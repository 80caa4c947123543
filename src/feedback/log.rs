//! Bounded, newest-first feedback history.

use super::types::{FeedbackError, WorkoutFeedbackEntry};

/// Default number of entries retained in the history.
pub const DEFAULT_HISTORY_CAP: usize = 100;

/// Validating appender for the feedback history.
///
/// The history is ordered newest-first and bounded: once the cap is reached
/// the oldest entries (at the back) are evicted.
#[derive(Debug, Clone, Copy)]
pub struct FeedbackLog {
    cap: usize,
}

impl FeedbackLog {
    /// Create a log with the default cap.
    pub fn new() -> Self {
        Self {
            cap: DEFAULT_HISTORY_CAP,
        }
    }

    /// Create a log with a custom cap.
    pub fn with_cap(cap: usize) -> Self {
        Self { cap: cap.max(1) }
    }

    /// History cap.
    pub fn cap(&self) -> usize {
        self.cap
    }

    /// Validate and prepend an entry, evicting the oldest past the cap.
    ///
    /// Validation failures leave the history untouched.
    pub fn record(
        &self,
        history: &mut Vec<WorkoutFeedbackEntry>,
        entry: WorkoutFeedbackEntry,
    ) -> Result<(), FeedbackError> {
        entry.validate()?;

        history.insert(0, entry);
        if history.len() > self.cap {
            history.truncate(self.cap);
        }

        tracing::debug!(len = history.len(), "Feedback recorded");
        Ok(())
    }
}

impl Default for FeedbackLog {
    fn default() -> Self {
        Self::new()
    }
}
//! Difficulty-driven reps/weight adjustment rules.

use super::{AdaptationTargets, ExerciseAdaptation};
use crate::feedback::types::{Difficulty, WorkoutFeedbackEntry};
use std::collections::HashMap;

/// Default rep recommendation before any feedback exists.
pub const DEFAULT_REPS: u32 = 10;

/// Applies qualitative feedback to per-exercise recommendations.
///
/// Adjustments are computed from the entry's own prescribed targets, not from
/// the running recommendation: resubmitting the same nominal targets does not
/// compound reps or weight across calls. Only `cumulative_progression`
/// compounds.
#[derive(Debug, Clone, Copy, Default)]
pub struct AdaptiveDifficultyEngine;

impl AdaptiveDifficultyEngine {
    /// Update (or initialize) the adaptation for the entry's exercise.
    ///
    /// No-op when the entry carries no `exercise_id`.
    pub fn adapt(
        adaptations: &mut HashMap<String, ExerciseAdaptation>,
        entry: &WorkoutFeedbackEntry,
    ) {
        let Some(exercise_id) = entry.exercise_id.as_deref() else {
            return;
        };

        let adaptation = adaptations
            .entry(exercise_id.to_string())
            .or_insert_with(|| ExerciseAdaptation {
                current_reps: entry.target_reps.unwrap_or(DEFAULT_REPS).max(1),
                current_weight: entry.target_weight.unwrap_or(0.0).max(0.0),
                cumulative_progression: 0.0,
            });

        if let Some(reps) = entry.target_reps {
            adaptation.current_reps = adjust_reps(reps, entry.difficulty);
        }

        if let Some(weight) = entry.target_weight {
            if weight > 0.0 {
                adaptation.current_weight = adjust_weight(weight, entry.difficulty);
            }
        }

        adaptation.cumulative_progression += progression_delta(entry.difficulty);

        tracing::debug!(
            exercise_id,
            reps = adaptation.current_reps,
            weight = adaptation.current_weight,
            progression = adaptation.cumulative_progression,
            "Adaptation updated"
        );
    }

    /// Current recommendation for an exercise, defaulting to 10 reps at
    /// bodyweight if no feedback was ever recorded for it.
    pub fn targets(
        adaptations: &HashMap<String, ExerciseAdaptation>,
        exercise_id: &str,
    ) -> AdaptationTargets {
        adaptations
            .get(exercise_id)
            .map(|a| AdaptationTargets {
                reps: a.current_reps,
                weight: a.current_weight,
            })
            .unwrap_or(AdaptationTargets {
                reps: DEFAULT_REPS,
                weight: 0.0,
            })
    }
}

/// Snap a percentage product to its intended value before rounding.
///
/// The factors are binary-inexact: `50.0 * 1.10` is `55.000000000000007` in
/// f64, and ceiling that raw product lands on 56 instead of 55. Same hazard
/// for `floor` in the other direction.
fn snap(x: f64) -> f64 {
    (x * 1e9).round() / 1e9
}

/// New rep recommendation from the prescribed reps and the rating.
fn adjust_reps(target_reps: u32, difficulty: Difficulty) -> u32 {
    let reps = f64::from(target_reps);
    match difficulty {
        Difficulty::TooEasy => snap(reps * 1.15).ceil() as u32,
        Difficulty::Perfect => snap(reps * 1.05).ceil() as u32,
        Difficulty::TooHard => (snap(reps * 0.85).floor() as u32).max(1),
    }
}

/// New weight recommendation from the prescribed weight and the rating.
fn adjust_weight(target_weight: f64, difficulty: Difficulty) -> f64 {
    match difficulty {
        Difficulty::TooEasy => snap(target_weight * 1.10).ceil(),
        Difficulty::Perfect => snap(target_weight * 1.05).ceil(),
        Difficulty::TooHard => snap(target_weight * 0.90).floor().max(0.0),
    }
}

/// Signed progression contribution of one feedback entry.
fn progression_delta(difficulty: Difficulty) -> f64 {
    match difficulty {
        Difficulty::TooEasy => 0.15,
        Difficulty::Perfect => 0.05,
        Difficulty::TooHard => -0.20,
    }
}
//! Streak transition rules and point-in-time status.

use crate::progress::types::StreakState;
use chrono::{DateTime, Utc};
use serde::{Deserialize, Serialize};

/// Point-in-time view of the streak, derived and never persisted.
#[derive(Debug, Clone, PartialEq, Eq, Serialize, Deserialize)]
pub struct StreakSnapshot {
    /// Current consecutive-day count
    pub current_streak: u32,
    /// Whether the streak is still alive (last workout today or yesterday)
    pub is_on_streak: bool,
    /// Whole days left before the streak breaks (0..=2)
    pub days_until_break: u32,
    /// Motivational message matched to the streak length
    pub message: String,
}

/// Computes streak transitions from calendar-day differences.
///
/// The streak counts consecutive calendar days with at least one workout.
/// Same-day entries are deduplicated, a one-day step extends, any larger gap
/// restarts at 1. Backdated entries are accepted into history but never move
/// the streak or its anchor date.
#[derive(Debug, Clone, Copy, Default)]
pub struct StreakTracker;

impl StreakTracker {
    /// Apply a new workout timestamp to the streak record.
    pub fn update(streak: &mut StreakState, timestamp: DateTime<Utc>) {
        let day = timestamp.date_naive();

        match streak.last_workout_date {
            None => {
                streak.days = 1;
                streak.started_on = Some(day);
                streak.last_workout_date = Some(day);
            }
            Some(last) => {
                let diff = (day - last).num_days();
                if diff == 0 {
                    // Second workout of the day, nothing to do
                } else if diff == 1 {
                    streak.days += 1;
                    streak.last_workout_date = Some(day);
                } else if diff > 1 {
                    tracing::info!(gap_days = diff, "Streak broken, restarting at 1");
                    streak.days = 1;
                    streak.started_on = Some(day);
                    streak.last_workout_date = Some(day);
                } else {
                    // Backdated entry: counted in history, ignored for streaks
                    tracing::debug!(days_back = -diff, "Backdated entry ignored for streak");
                }
            }
        }

        if streak.days > streak.longest {
            streak.longest = streak.days;
        }
    }

    /// Derive the current status from the streak record and wall-clock time.
    pub fn status(streak: &StreakState, now: DateTime<Utc>) -> StreakSnapshot {
        let days_since = streak
            .last_workout_date
            .map(|last| (now.date_naive() - last).num_days().max(0))
            .unwrap_or(i64::MAX);

        let is_on_streak = days_since <= 1;
        let days_until_break = (2 - days_since).clamp(0, 2) as u32;

        let message = if !is_on_streak && streak.days > 0 {
            "Your streak is at risk! Get a workout in today to keep it alive.".to_string()
        } else {
            bucket_message(streak.days)
        };

        StreakSnapshot {
            current_streak: streak.days,
            is_on_streak,
            days_until_break,
            message,
        }
    }

    /// Explicitly reset the streak (user action, distinct from a gap break).
    ///
    /// Clears the count and the start marker; the last workout date and the
    /// longest-streak record are preserved, and history is untouched.
    pub fn reset(streak: &mut StreakState) {
        tracing::info!(previous = streak.days, "Streak reset");
        streak.days = 0;
        streak.started_on = None;
    }
}

/// Message for a healthy streak of the given length.
fn bucket_message(days: u32) -> String {
    match days {
        0 => "Start your streak today with a workout!".to_string(),
        1 => "Great start! One day down.".to_string(),
        2 => "Two days in a row. Keep the momentum going!".to_string(),
        3..=6 => format!("{days} days strong. You're building a habit!"),
        7..=13 => format!("{days} days straight. A full week and counting!"),
        _ => format!("{days} days! You're unstoppable."),
    }
}
//! Identity types for Agora
//!
//! Agent identities are strongly typed wrappers around UUIDs to prevent
//! accidental mixing of different ID types. Job ids are sequential integers:
//! they are assigned monotonically, never reused, and double as indexes into
//! the append-only job store.

use serde::{Deserialize, Serialize};
use std::fmt;
use uuid::Uuid;

/// Macro to generate UUID-backed ID types with common implementations
macro_rules! define_id_type {
    ($name:ident, $prefix:literal, $doc:literal) => {
        #[doc = $doc]
        #[derive(Debug, Clone, PartialEq, Eq, Hash, Serialize, Deserialize)]
        pub struct $name(pub Uuid);

        impl $name {
            /// Create a new random ID
            pub fn new() -> Self {
                Self(Uuid::new_v4())
            }

            /// Create from an existing UUID
            pub fn from_uuid(uuid: Uuid) -> Self {
                Self(uuid)
            }

            /// Parse from a string (with or without prefix)
            pub fn parse(s: &str) -> Result<Self, uuid::Error> {
                let s = s.strip_prefix(concat!($prefix, "_")).unwrap_or(s);
                Ok(Self(Uuid::parse_str(s)?))
            }

            /// Get the inner UUID
            pub fn as_uuid(&self) -> &Uuid {
                &self.0
            }
        }

        impl Default for $name {
            fn default() -> Self {
                Self::new()
            }
        }

        impl fmt::Display for $name {
            fn fmt(&self, f: &mut fmt::Formatter<'_>) -> fmt::Result {
                write!(f, "{}_{}", $prefix, self.0)
            }
        }

        impl From<Uuid> for $name {
            fn from(uuid: Uuid) -> Self {
                Self(uuid)
            }
        }
    };
}

define_id_type!(AgentId, "agent", "Unique identifier for a market participant (requester or worker)");

/// Sequential identifier for a posted job
///
/// Assigned monotonically by the ledger, starting at 0. Never reused, never
/// deleted, so it is also a stable index into the job store.
#[derive(Debug, Clone, Copy, PartialEq, Eq, PartialOrd, Ord, Hash, Serialize, Deserialize)]
pub struct JobId(pub u64);

impl JobId {
    /// Get the store index for this id
    pub fn index(&self) -> usize {
        self.0 as usize
    }
}

impl fmt::Display for JobId {
    fn fmt(&self, f: &mut fmt::Formatter<'_>) -> fmt::Result {
        write!(f, "job_{}", self.0)
    }
}

impl From<u64> for JobId {
    fn from(id: u64) -> Self {
        Self(id)
    }
}

/// Opaque reference to a worker's record in the external identity registry
///
/// The ledger stores the id verbatim and never validates it against the
/// registry; resolution to display metadata is a caller concern.
pub type RegistryId = u64;
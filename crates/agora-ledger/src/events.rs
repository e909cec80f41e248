//! Ledger events
//!
//! One event per successful transition, broadcast to all subscribers
//! (dashboards, CLI polls, notification fan-out). Events are observations,
//! not part of any contract: a dropped or lagging receiver never blocks or
//! fails a transition.

use agora_types::{AgentId, Amount, JobId, RegistryId};
use chrono::{DateTime, Utc};
use serde::{Deserialize, Serialize};

/// Events emitted by the job ledger on successful transitions
#[derive(Debug, Clone, Serialize, Deserialize)]
#[serde(tag = "type")]
pub enum JobEvent {
    /// A job was posted and its ceiling price escrowed
    JobPosted {
        job_id: JobId,
        requester: AgentId,
        min_price: Amount,
        max_price: Amount,
        auction_duration_secs: u64,
        timestamp: DateTime<Utc>,
    },

    /// A worker claimed the job at the current auction price
    JobClaimed {
        job_id: JobId,
        worker: AgentId,
        worker_registry_id: RegistryId,
        locked_amount: Amount,
        refunded: Amount,
        timestamp: DateTime<Utc>,
    },

    /// The worker submitted their work
    WorkSubmitted {
        job_id: JobId,
        worker: AgentId,
        submission_uri: String,
        timestamp: DateTime<Utc>,
    },

    /// The requester approved the work; escrow paid to the worker
    JobCompleted {
        job_id: JobId,
        worker: AgentId,
        paid: Amount,
        rating: u8,
        timestamp: DateTime<Utc>,
    },

    /// The requester disputed the work; escrow refunded
    JobDisputed {
        job_id: JobId,
        worker: AgentId,
        refunded: Amount,
        timestamp: DateTime<Utc>,
    },

    /// The requester cancelled an unclaimed job; escrow refunded
    JobCancelled {
        job_id: JobId,
        refunded: Amount,
        timestamp: DateTime<Utc>,
    },

    /// The work deadline passed without submission; escrow refunded
    JobExpired {
        job_id: JobId,
        worker: AgentId,
        refunded: Amount,
        timestamp: DateTime<Utc>,
    },
}

impl JobEvent {
    /// The job this event concerns
    pub fn job_id(&self) -> JobId {
        match self {
            Self::JobPosted { job_id, .. }
            | Self::JobClaimed { job_id, .. }
            | Self::WorkSubmitted { job_id, .. }
            | Self::JobCompleted { job_id, .. }
            | Self::JobDisputed { job_id, .. }
            | Self::JobCancelled { job_id, .. }
            | Self::JobExpired { job_id, .. } => *job_id,
        }
    }
}

#[cfg(test)]
mod tests {
    use super::*;

    #[test]
    fn test_event_serialization_tag() {
        let event = JobEvent::JobCancelled {
            job_id: JobId(4),
            refunded: Amount::new(200),
            timestamp: Utc::now(),
        };
        let json = serde_json::to_value(&event).unwrap();
        assert_eq!(json["type"], "JobCancelled");
        assert_eq!(event.job_id(), JobId(4));
    }
}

━━━━━━━━━━━━━━━━━━━━

Look above for the line holding "streak.days += 1;". Print it and every line after it, exactly, through the line holding "let days_since = streak".

                    streak.days += 1;
                    streak.last_workout_date = Some(day);
                } else if diff > 1 {
                    tracing::info!(gap_days = diff, "Streak broken, restarting at 1");
                    streak.days = 1;
                    streak.started_on = Some(day);
                    streak.last_workout_date = Some(day);
                } else {
                    // Backdated entry: counted in history, ignored for streaks
                    tracing::debug!(days_back = -diff, "Backdated entry ignored for streak");
                }
            }
        }

        if streak.days > streak.longest {
            streak.longest = streak.days;
        }
    }

    /// Derive the current status from the streak record and wall-clock time.
    pub fn status(streak: &StreakState, now: DateTime<Utc>) -> StreakSnapshot {
        let days_since = streak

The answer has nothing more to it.